__DIRECTIONS FOR THIS TASK__
Work out how many lines below contain "Option", then write only that number.

Collected data entries
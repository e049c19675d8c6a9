//! Case engine CLI.
//!
//! Validates case model files, shows the execution tree a model produces on
//! start, and writes a default engine config.

use std::path::{Path, PathBuf};

use anyhow::{Context, Result, bail};
use clap::{Parser, Subcommand};
use serde::Serialize;
use tracing::debug;

use casekit::CaseEngine;
use casekit::engine::{ExecutionSnapshot, HumanTask};
use casekit::exit_codes;
use casekit::io::config::{EngineConfig, load_config, write_config};
use casekit::io::model_store::load_model;

#[derive(Parser)]
#[command(name = "casekit", version, about = "Case-management execution engine")]
struct Cli {
    #[command(subcommand)]
    command: Command,
}

#[derive(Subcommand)]
enum Command {
    /// Check a case model against the schema and model invariants.
    Validate {
        model: PathBuf,
    },
    /// Start an instance of a model and print its execution tree as JSON.
    Inspect {
        model: PathBuf,
        /// Engine config (TOML). Defaults apply when omitted.
        #[arg(long)]
        config: Option<PathBuf>,
    },
    /// Write a default engine config.
    InitConfig {
        #[arg(default_value = "casekit.toml")]
        path: PathBuf,
        /// Overwrite an existing file.
        #[arg(short, long)]
        force: bool,
    },
}

#[derive(Serialize)]
struct Inspection {
    definition: String,
    tree: ExecutionSnapshot,
    tasks: Vec<HumanTask>,
}

fn main() {
    casekit::logging::init();
    let cli = Cli::parse();
    if let Err(err) = run(cli) {
        eprintln!("{:#}", err);
        std::process::exit(exit_codes::INVALID);
    }
}

fn run(cli: Cli) -> Result<()> {
    match cli.command {
        Command::Validate { model } => cmd_validate(&model),
        Command::Inspect { model, config } => cmd_inspect(&model, config.as_deref()),
        Command::InitConfig { path, force } => cmd_init_config(&path, force),
    }
}

fn cmd_validate(path: &Path) -> Result<()> {
    let model = load_model(path)?;
    println!(
        "valid: {} ({} sentries)",
        model.id,
        model.sentries.len()
    );
    Ok(())
}

fn cmd_inspect(path: &Path, config_path: Option<&Path>) -> Result<()> {
    let config = match config_path {
        Some(config_path) => load_config(config_path)?,
        None => EngineConfig::default(),
    };
    let model = load_model(path)?;
    let definition = model.id.clone();
    debug!(definition, "inspecting model");

    let mut engine = CaseEngine::new(config);
    engine.deploy(model).context("deploy model")?;
    let case = engine.start(&definition).context("start case instance")?;
    let instance = engine
        .instance(case)
        .with_context(|| format!("case instance {case} missing after start"))?;

    let inspection = Inspection {
        definition,
        tree: instance.snapshot(),
        tasks: engine
            .tasks()
            .for_case(case.case)
            .into_iter()
            .cloned()
            .collect(),
    };
    println!(
        "{}",
        serde_json::to_string_pretty(&inspection).context("serialize inspection")?
    );
    Ok(())
}

fn cmd_init_config(path: &Path, force: bool) -> Result<()> {
    if path.exists() && !force {
        bail!("{} already exists (use --force to overwrite)", path.display());
    }
    write_config(path, &EngineConfig::default())?;
    println!("wrote {}", path.display());
    Ok(())
}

__EXERCISE RESULT__
2